Hawk Grid monitor is on line.
Click here to see the current status of a number of compute clusters around campus. Another HawkGrid project is to monitor network performance. This can be seen here.
National Physics Grid Workshop Held in July.
Over 40 researchers and educators from around the Midwest and others through VRVS (Virtual Rooms VideoConferencing System) attended the "CMS (Compact Muon Solenoid) UIowa Tier 2 Workshop" held July 22 here on campus. This workshop was co-sponsored by AT Research Services and the Department of Physics and Astronomy. The workshop featured presentations and discussions about the CMS Physics Grid project, an international, multi-year effort to support the (CMS) instrument that is being built in CERN Switzerland.

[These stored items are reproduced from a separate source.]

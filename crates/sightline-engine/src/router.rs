use std::time::Duration;

use anyhow::{bail, Context};
use serde_json::{json, Value};
use thiserror::Error;
use tracing::{debug, warn};

use sightline_contracts::Capability;

use crate::decoder::{to_jpeg_base64, DecodedFrame};

pub const DEFAULT_ROUTER_URL: &str = "http://localhost:11434/api/generate";
pub const DEFAULT_ROUTER_MODEL: &str = "gemma3:12b";
pub const DEFAULT_TEXT_CLEAN_MODEL: &str = "gemma3:latest";
pub const DEFAULT_ROUTER_TIMEOUT: Duration = Duration::from_secs(60);

/// Longest edge sent to the router model. Routing only needs gist, so the
/// frame is downscaled harder than for the perception backends.
const ROUTER_IMAGE_MAX_EDGE: u32 = 896;

const ROUTER_PROMPT: &str = "You are the routing layer of an assistive vision system for blind \
and low-vision users. Look at the image and decide which single analysis would help the user \
most right now. Reply with exactly one of these tokens and nothing else: object_detection, \
hazard_detection, scene_detection, text_detection, currency_detection. Choose \
hazard_detection when something in view could endanger a pedestrian, text_detection when \
readable text dominates the frame, currency_detection when banknotes or coins are the \
subject, scene_detection when the surroundings matter more than any one thing, and \
object_detection otherwise.";

#[derive(Debug, Error)]
pub enum RouteError {
    #[error("router timed out")]
    Timeout,
    #[error("router endpoint unreachable")]
    Connect,
    #[error("router endpoint returned status {0}")]
    Status(u16),
    #[error("router response malformed: {0}")]
    MalformedBody(String),
    #[error("router reply '{0}' names no known capability")]
    Unrecognized(String),
    #[error("frame re-encode for router failed: {0}")]
    Encode(String),
    #[error("router transport failure: {0}")]
    Transport(String),
}

/// Picks a capability for a frame when the client asked for `auto`.
pub trait RouteAdvisor: Send + Sync {
    fn advise(&self, frame: &DecodedFrame) -> Result<Capability, RouteError>;
}

/// Routing via an Ollama-compatible `/api/generate` endpoint with a
/// vision-capable model.
pub struct OllamaRouter {
    endpoint: String,
    model: String,
    timeout: Duration,
    http: reqwest::blocking::Client,
}

impl OllamaRouter {
    pub fn new(endpoint: impl Into<String>, model: impl Into<String>, timeout: Duration) -> Self {
        Self {
            endpoint: endpoint.into(),
            model: model.into(),
            timeout,
            http: reqwest::blocking::Client::new(),
        }
    }
}

impl RouteAdvisor for OllamaRouter {
    fn advise(&self, frame: &DecodedFrame) -> Result<Capability, RouteError> {
        let image = to_jpeg_base64(frame, ROUTER_IMAGE_MAX_EDGE)
            .map_err(|err| RouteError::Encode(err.to_string()))?;

        let response = self
            .http
            .post(&self.endpoint)
            .timeout(self.timeout)
            .json(&json!({
                "model": self.model,
                "prompt": ROUTER_PROMPT,
                "images": [image],
                "stream": false,
                "options": {"temperature": 0.3},
            }))
            .send()
            .map_err(|err| {
                if err.is_timeout() {
                    RouteError::Timeout
                } else if err.is_connect() {
                    RouteError::Connect
                } else {
                    RouteError::Transport(err.to_string())
                }
            })?;

        let status = response.status();
        if !status.is_success() {
            return Err(RouteError::Status(status.as_u16()));
        }

        let body: Value = response
            .json()
            .map_err(|err| RouteError::MalformedBody(err.to_string()))?;
        let Some(reply) = body.get("response").and_then(Value::as_str) else {
            return Err(RouteError::MalformedBody(
                "missing 'response' field".to_string(),
            ));
        };

        let capability = parse_feature_reply(reply)?;
        debug!(reply, capability = capability.feature_id(), "router decision");
        Ok(capability)
    }
}

const TEXT_CLEAN_PROMPT: &str = "The following text came out of an OCR scan and may contain \
stray characters and recognition errors. Correct those errors without otherwise rewriting it, \
keeping the original language. Reply with only the corrected text and nothing else. Here is \
the text:\n";

/// Cleans recognized text of scan artifacts before it is spoken to the
/// user. Refinement is best effort; callers fall back to the raw text on
/// any failure.
pub trait TextRefiner: Send + Sync {
    fn refine(&self, raw: &str) -> anyhow::Result<String>;
}

/// Text cleanup via the same Ollama-compatible endpoint the router uses,
/// typically with a smaller text-only model.
pub struct OllamaTextRefiner {
    endpoint: String,
    model: String,
    timeout: Duration,
    http: reqwest::blocking::Client,
}

impl OllamaTextRefiner {
    pub fn new(endpoint: impl Into<String>, model: impl Into<String>, timeout: Duration) -> Self {
        Self {
            endpoint: endpoint.into(),
            model: model.into(),
            timeout,
            http: reqwest::blocking::Client::new(),
        }
    }
}

impl TextRefiner for OllamaTextRefiner {
    fn refine(&self, raw: &str) -> anyhow::Result<String> {
        let response = self
            .http
            .post(&self.endpoint)
            .timeout(self.timeout)
            .json(&json!({
                "model": self.model,
                "prompt": format!("{TEXT_CLEAN_PROMPT}{raw}"),
                "stream": false,
                "options": {"temperature": 0.2},
            }))
            .send()
            .context("text cleaning request failed")?;

        let status = response.status();
        if !status.is_success() {
            bail!("text cleaning endpoint returned {status}");
        }

        let body: Value = response
            .json()
            .context("text cleaning endpoint returned invalid JSON")?;
        let cleaned = body
            .get("response")
            .and_then(Value::as_str)
            .unwrap_or_default()
            .trim()
            .to_string();
        if cleaned.is_empty() {
            bail!("text cleaning endpoint returned an empty reply");
        }
        debug!(raw_len = raw.len(), cleaned_len = cleaned.len(), "text cleaned");
        Ok(cleaned)
    }
}

/// Maps the router model's free-text reply to a capability. Phase one
/// expects a bare feature token; phase two scans for embedded tokens in
/// fixed priority order so a chatty reply still routes deterministically.
pub fn parse_feature_reply(reply: &str) -> Result<Capability, RouteError> {
    let normalized = reply
        .trim()
        .to_ascii_lowercase()
        .replace(['\'', '"'], "");

    for capability in Capability::ROUTE_PRIORITY {
        if normalized == capability.feature_id() {
            return Ok(capability);
        }
    }

    let mut matched = Vec::new();
    for capability in Capability::ROUTE_PRIORITY {
        if normalized.contains(capability.feature_id()) {
            matched.push(capability);
        }
    }
    match matched.split_first() {
        Some((first, rest)) => {
            if !rest.is_empty() {
                warn!(
                    reply,
                    chosen = first.feature_id(),
                    "router reply named several capabilities"
                );
            }
            Ok(*first)
        }
        None => Err(RouteError::Unrecognized(reply.trim().to_string())),
    }
}

#[cfg(test)]
mod tests {
    use std::io::{Read, Write};
    use std::net::TcpListener;
    use std::thread;
    use std::time::Duration;

    use image::{DynamicImage, RgbaImage};

    use super::{
        parse_feature_reply, OllamaRouter, OllamaTextRefiner, RouteAdvisor, RouteError, TextRefiner,
    };
    use crate::decoder::DecodedFrame;
    use sightline_contracts::Capability;

    #[test]
    fn exact_token_reply_routes_directly() {
        assert_eq!(
            parse_feature_reply("scene_detection").expect("route"),
            Capability::Scene
        );
        assert_eq!(
            parse_feature_reply("  'scene_detection'\n").expect("route"),
            Capability::Scene
        );
        assert_eq!(
            parse_feature_reply("\"CURRENCY_DETECTION\"").expect("route"),
            Capability::Currency
        );
    }

    #[test]
    fn chatty_reply_takes_first_token_in_priority_order() {
        let routed =
            parse_feature_reply("I think this is object_detection or maybe hazard_detection")
                .expect("route");
        assert_eq!(routed, Capability::Object);

        let routed = parse_feature_reply("definitely text_detection here").expect("route");
        assert_eq!(routed, Capability::Text);
    }

    #[test]
    fn unrecognized_reply_is_an_error_not_a_default() {
        assert!(matches!(
            parse_feature_reply("face_detection"),
            Err(RouteError::Unrecognized(_))
        ));
        assert!(matches!(
            parse_feature_reply(""),
            Err(RouteError::Unrecognized(_))
        ));
    }

    fn test_frame() -> DecodedFrame {
        DecodedFrame::new(DynamicImage::ImageRgba8(RgbaImage::new(8, 8)))
    }

    fn canned_endpoint(response: &'static str) -> String {
        let listener = TcpListener::bind("127.0.0.1:0").expect("bind");
        let addr = listener.local_addr().expect("addr");
        thread::spawn(move || {
            if let Ok((mut stream, _)) = listener.accept() {
                let mut buf = [0u8; 65536];
                let _ = stream.read(&mut buf);
                let _ = stream.write_all(response.as_bytes());
            }
        });
        format!("http://{addr}/api/generate")
    }

    #[test]
    fn router_parses_successful_generate_response() {
        let body = r#"{"response":"hazard_detection"}"#;
        let response: &'static str = Box::leak(
            format!(
                "HTTP/1.1 200 OK\r\nContent-Type: application/json\r\nContent-Length: {}\r\nConnection: close\r\n\r\n{}",
                body.len(),
                body
            )
            .into_boxed_str(),
        );
        let router = OllamaRouter::new(
            canned_endpoint(response),
            "test-model",
            Duration::from_secs(5),
        );
        let routed = router.advise(&test_frame()).expect("route");
        assert_eq!(routed, Capability::Hazard);
    }

    #[test]
    fn non_success_status_maps_to_status_error() {
        let response = "HTTP/1.1 500 Internal Server Error\r\nContent-Length: 0\r\nConnection: close\r\n\r\n";
        let router = OllamaRouter::new(
            canned_endpoint(response),
            "test-model",
            Duration::from_secs(5),
        );
        assert!(matches!(
            router.advise(&test_frame()),
            Err(RouteError::Status(500))
        ));
    }

    #[test]
    fn missing_response_field_is_malformed_body() {
        let body = r#"{"done":true}"#;
        let response: &'static str = Box::leak(
            format!(
                "HTTP/1.1 200 OK\r\nContent-Type: application/json\r\nContent-Length: {}\r\nConnection: close\r\n\r\n{}",
                body.len(),
                body
            )
            .into_boxed_str(),
        );
        let router = OllamaRouter::new(
            canned_endpoint(response),
            "test-model",
            Duration::from_secs(5),
        );
        assert!(matches!(
            router.advise(&test_frame()),
            Err(RouteError::MalformedBody(_))
        ));
    }

    #[test]
    fn text_refiner_returns_cleaned_reply() {
        let body = r#"{"response":"  EXIT ONLY  "}"#;
        let response: &'static str = Box::leak(
            format!(
                "HTTP/1.1 200 OK\r\nContent-Type: application/json\r\nContent-Length: {}\r\nConnection: close\r\n\r\n{}",
                body.len(),
                body
            )
            .into_boxed_str(),
        );
        let refiner = OllamaTextRefiner::new(
            canned_endpoint(response),
            "test-model",
            Duration::from_secs(5),
        );
        assert_eq!(refiner.refine("EX1T 0NLY").expect("cleaned"), "EXIT ONLY");
    }

    #[test]
    fn text_refiner_rejects_empty_and_error_replies() {
        let body = r#"{"response":"   "}"#;
        let response: &'static str = Box::leak(
            format!(
                "HTTP/1.1 200 OK\r\nContent-Type: application/json\r\nContent-Length: {}\r\nConnection: close\r\n\r\n{}",
                body.len(),
                body
            )
            .into_boxed_str(),
        );
        let refiner = OllamaTextRefiner::new(
            canned_endpoint(response),
            "test-model",
            Duration::from_secs(5),
        );
        assert!(refiner.refine("raw").is_err());

        let response =
            "HTTP/1.1 503 Service Unavailable\r\nContent-Length: 0\r\nConnection: close\r\n\r\n";
        let refiner = OllamaTextRefiner::new(
            canned_endpoint(response),
            "test-model",
            Duration::from_secs(5),
        );
        assert!(refiner.refine("raw").is_err());
    }

    #[test]
    fn unreachable_endpoint_is_a_connect_error() {
        let listener = TcpListener::bind("127.0.0.1:0").expect("bind");
        let addr = listener.local_addr().expect("addr");
        drop(listener);
        let router = OllamaRouter::new(
            format!("http://{addr}/api/generate"),
            "test-model",
            Duration::from_secs(5),
        );
        assert!(matches!(
            router.advise(&test_frame()),
            Err(RouteError::Connect)
        ));
    }
}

Speakers included Dr. Ian Fisk, from Fermi Lab, who described the Physics Grid project and its need for developing several U.S. national Tier-2 computational centers to support the analysis of petabytes (10^6 Gigabytes) of data that will be generated each year by the CMS instrument; Dr. Ruth Pordes, of the International Virtual Data Grid Laboratory (www.ivdgl.org), who described the new multi-institutional open science grid project; Dr. Yasar Onel (Physics, Iowa) who described the high energy physics work his lab does and their part in building the CMS instrument, and Dr. Shaowen Wang (ITS AT Research Services) who described the physics Grid efforts of his Grid Research and Education Group at Iowa (GROW).
Dr. Onel and Wang organized and chaired the workshop. They said the main thrust of the workshop was to discuss the development of a proposal to establish The University of Iowa as one of ~5-8 U.S. national Tier-2 computational centers for the CMS Physics Grid. If successful, The University of Iowa would serve as a Grid-based shared computational center for high energy physics and other data-intensive sciences that involve researchers and educators from The University of Iowa as well as other U.S. universities and national laboratories. Visit http://www.physics.uiowa.edu/tier2/ for more information.
Moving Sybyl License from SGI to Linux a Success.
Sybyl, a suite of molecular mechanics and graphics tools supported by AT Research Services, has been ported from its original platform, SGI workstations, to Red Hat Linux. This change makes the management of using these tools easier and less expensive for research labs that would like to use them.
Jason Smart, a graduate student in Mike Duffel's laboratory in Medicinal Chemistry, had recently moved the lab's Sybyl license from an old SGI 02 workstation to a Dell Precision 360n Linux workstation. In doing this, Jason reduced the costs for his lab, lowering expensive annual hardware and software maintenance charges, and replacing the SGI Irix operating system with a more standard Red Hat Linux operating system. (Note: Red Hat licenses are supported by ITS's Campus Software Program http://www.its.uiowa.edu/cs/software/aboutprogram.html.)
This move also improved the performance of many of Jason's computational operations. For instance, a genetic docking algorithm that took overnight to complete on the SGI workstation(albeit last generation) now takes about 2 minutes on the Dell Linux workstation. Jason also found the management of the Linux workstation to be easier than the SGI. Local list serves; colleagues, books and web sites assisted Jason in learning Linux management.
Academic Technologies supports a Linux workstation with Sybyl installed in Studio 107. For more information on how to access this system and to learn more on getting Sybyl installed on a Linux workstation in your lab through our shared Sybyl licensing, contact Daniel Langstraat; daniel-langstraat@uiowa.edu or call 335-6141.
VoluMeasure Software
Working with Professor Ge Wang, we have developed a java-based CT-image analysis application that measures stereological volume of tumor size. This project was presented at RSNA 2003.
Lattice Boltzman Method on Grid.
Working with Professor Chin Long Lin, AT Research Services research scientist Jun Ni developed a system that performed Lattice Boltzmann Simultions of fluid flow in a Grid Environment. We have been awarded time on the Terra Grid to continue working on this project. This was funded by a VPR internal funding initiative in CY 2003.